■ TASK INSTRUCTIONS ■
Below are some records. How many of their lines contain the string "KeyInUse"? Give the number only.

Records from a dataset
**********
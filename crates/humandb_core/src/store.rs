//! The collection store.
//!
//! An insertion-ordered map from client-chosen key to record. The store is
//! not synchronized; callers share it behind a lock and hold that lock for
//! the whole of any read-then-write sequence (id generation followed by an
//! insert in particular).

use std::collections::HashSet;
use std::fmt;

use chrono::NaiveDateTime;
use indexmap::IndexMap;
use tracing::warn;

use crate::error::{CoreError, CoreResult};
use crate::model::{now, HumanBeing, DATE_FORMAT};

/// Label reported by [`CollectionStore::info`].
pub const STORE_KIND: &str = "IndexMap<i32, HumanBeing>";

/// Summary returned by [`CollectionStore::info`].
#[derive(Debug, Clone, PartialEq)]
pub struct StoreInfo {
    /// Kind of the underlying container.
    pub kind: &'static str,
    /// When the store was created.
    pub initialized_at: NaiveDateTime,
    /// Number of entries.
    pub len: usize,
}

impl fmt::Display for StoreInfo {
    fn fmt(&self, f: &mut fmt::Formatter<'_>) -> fmt::Result {
        write!(
            f,
            "Collection type: {}\nInitialization date: {}\nNumber of elements: {}",
            self.kind,
            self.initialized_at.format(DATE_FORMAT),
            self.len
        )
    }
}

/// Why an entry was dropped while loading a store.
#[derive(Debug, Clone, PartialEq, Eq)]
pub enum Rejection {
    /// The id is zero or negative.
    NonPositiveId(i32),
    /// Another entry already carries this id.
    DuplicateId(i32),
    /// Another entry already uses this key.
    DuplicateKey,
    /// The name is empty.
    EmptyName,
    /// The soundtrack name is empty.
    EmptySoundtrack,
}

impl fmt::Display for Rejection {
    fn fmt(&self, f: &mut fmt::Formatter<'_>) -> fmt::Result {
        match self {
            Rejection::NonPositiveId(id) => write!(f, "id {id} is not positive"),
            Rejection::DuplicateId(id) => write!(f, "id {id} is used more than once"),
            Rejection::DuplicateKey => f.write_str("key is used more than once"),
            Rejection::EmptyName => f.write_str("name is empty"),
            Rejection::EmptySoundtrack => f.write_str("soundtrack name is empty"),
        }
    }
}

/// Filter loaded entries down to the ones the store invariants allow.
///
/// Keeps the first occurrence of each key and id; returns the surviving map
/// and the dropped keys with their reasons.
pub fn validate_entries<I>(entries: I) -> (IndexMap<i32, HumanBeing>, Vec<(i32, Rejection)>)
where
    I: IntoIterator<Item = (i32, HumanBeing)>,
{
    let mut kept = IndexMap::new();
    let mut rejected = Vec::new();
    let mut ids = HashSet::new();

    for (key, record) in entries {
        let problem = if kept.contains_key(&key) {
            Some(Rejection::DuplicateKey)
        } else if record.id <= 0 {
            Some(Rejection::NonPositiveId(record.id))
        } else if ids.contains(&record.id) {
            Some(Rejection::DuplicateId(record.id))
        } else if record.name.is_empty() {
            Some(Rejection::EmptyName)
        } else if record.soundtrack_name.is_empty() {
            Some(Rejection::EmptySoundtrack)
        } else {
            None
        };

        match problem {
            Some(reason) => rejected.push((key, reason)),
            None => {
                ids.insert(record.id);
                kept.insert(key, record);
            }
        }
    }

    (kept, rejected)
}

/// Key to record map with id generation and ordering projections.
#[derive(Debug, Clone)]
pub struct CollectionStore {
    entries: IndexMap<i32, HumanBeing>,
    initialized_at: NaiveDateTime,
}

impl CollectionStore {
    /// Create an empty store.
    pub fn new() -> Self {
        Self {
            entries: IndexMap::new(),
            initialized_at: now(),
        }
    }

    /// Build a store from loaded entries, dropping invalid ones.
    pub fn from_entries<I>(entries: I) -> Self
    where
        I: IntoIterator<Item = (i32, HumanBeing)>,
    {
        let (kept, rejected) = validate_entries(entries);
        for (key, reason) in &rejected {
            warn!(key, %reason, "dropping invalid entry");
        }
        Self {
            entries: kept,
            initialized_at: now(),
        }
    }

    /// Number of entries.
    pub fn len(&self) -> usize {
        self.entries.len()
    }

    /// Returns true if the store holds no entries.
    pub fn is_empty(&self) -> bool {
        self.entries.is_empty()
    }

    /// Entries in insertion order.
    pub fn iter(&self) -> impl Iterator<Item = (i32, &HumanBeing)> {
        self.entries.iter().map(|(k, v)| (*k, v))
    }

    /// Owned copy of every entry in insertion order.
    pub fn entries(&self) -> Vec<(i32, HumanBeing)> {
        self.entries.iter().map(|(k, v)| (*k, v.clone())).collect()
    }

    /// Insert `record` at `key`, stamping its creation date.
    ///
    /// # Errors
    ///
    /// Returns [`CoreError::DuplicateKey`] if `key` is present.
    pub fn add(&mut self, key: i32, mut record: HumanBeing) -> CoreResult<()> {
        if self.entries.contains_key(&key) {
            return Err(CoreError::DuplicateKey(key));
        }
        record.creation_date = now();
        self.entries.insert(key, record);
        Ok(())
    }

    /// Remove the entry at `key`, keeping the order of the others.
    pub fn remove(&mut self, key: i32) -> Option<HumanBeing> {
        self.entries.shift_remove(&key)
    }

    /// Remove every entry.
    pub fn clear(&mut self) {
        self.entries.clear();
    }

    /// Remove every entry whose record sorts strictly before `record`.
    ///
    /// Returns the number of removed entries.
    pub fn remove_lower(&mut self, record: &HumanBeing) -> usize {
        self.retain_counting(|_, v| !v.is_lower_than(record))
    }

    /// Remove every entry whose key is strictly greater than `key`.
    pub fn remove_greater_key(&mut self, key: i32) -> usize {
        self.retain_counting(|k, _| k <= key)
    }

    /// Remove every entry whose key is strictly less than `key`.
    pub fn remove_lower_key(&mut self, key: i32) -> usize {
        self.retain_counting(|k, _| k >= key)
    }

    fn retain_counting<F>(&mut self, mut keep: F) -> usize
    where
        F: FnMut(i32, &HumanBeing) -> bool,
    {
        let before = self.entries.len();
        self.entries.retain(|k, v| keep(*k, v));
        before - self.entries.len()
    }

    /// Move the record carrying `record.id` to `key`, replacing its contents.
    ///
    /// The old entry is removed and the new one appended with a fresh
    /// creation date, so the storage key of a record may change here.
    ///
    /// # Errors
    ///
    /// Returns [`CoreError::UnknownId`] if no record has `record.id`, or
    /// [`CoreError::KeyInUse`] if `key` holds a different record.
    pub fn update(&mut self, key: i32, mut record: HumanBeing) -> CoreResult<()> {
        let old_key = self
            .key_by_id(record.id)
            .ok_or(CoreError::UnknownId(record.id))?;
        if old_key != key && self.entries.contains_key(&key) {
            return Err(CoreError::KeyInUse { key });
        }
        self.entries.shift_remove(&old_key);
        record.creation_date = now();
        self.entries.insert(key, record);
        Ok(())
    }

    /// Smallest positive integer not used as any record's id.
    pub fn generate_id(&self) -> i32 {
        let used: HashSet<i32> = self.entries.values().map(|r| r.id).collect();
        (1..=i32::MAX).find(|id| !used.contains(id)).unwrap_or(i32::MAX)
    }

    /// Record carrying `id`.
    pub fn by_id(&self, id: i32) -> Option<&HumanBeing> {
        self.entries.values().find(|r| r.id == id)
    }

    /// Returns true if some record carries `id`.
    pub fn contains_id(&self, id: i32) -> bool {
        self.by_id(id).is_some()
    }

    /// Returns true if `key` is present.
    pub fn contains_key(&self, key: i32) -> bool {
        self.entries.contains_key(&key)
    }

    /// Record stored at `key`.
    pub fn by_key(&self, key: i32) -> Option<&HumanBeing> {
        self.entries.get(&key)
    }

    /// Key under which the record carrying `id` is stored.
    pub fn key_by_id(&self, id: i32) -> Option<i32> {
        self.entries
            .iter()
            .find(|(_, r)| r.id == id)
            .map(|(k, _)| *k)
    }

    /// Entries ordered by name, ascending. Ties keep insertion order.
    pub fn sorted_ascending(&self) -> Vec<(i32, HumanBeing)> {
        let mut out = self.entries();
        out.sort_by(|a, b| a.1.cmp_by_name(&b.1));
        out
    }

    /// Entries ordered by name, descending. Ties keep insertion order.
    pub fn sorted_descending(&self) -> Vec<(i32, HumanBeing)> {
        let mut out = self.entries();
        out.sort_by(|a, b| b.1.cmp_by_name(&a.1));
        out
    }

    /// Entries ordered by car name, descending.
    pub fn sorted_by_car_name_descending(&self) -> Vec<(i32, HumanBeing)> {
        let mut out = self.entries();
        out.sort_by(|a, b| b.1.car.name.cmp(&a.1.car.name));
        out
    }

    /// Kind, initialization time and size.
    pub fn info(&self) -> StoreInfo {
        StoreInfo {
            kind: STORE_KIND,
            initialized_at: self.initialized_at,
            len: self.entries.len(),
        }
    }
}

impl Default for CollectionStore {
    fn default() -> Self {
        Self::new()
    }
}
**********
■ FINAL ANSWER ■
2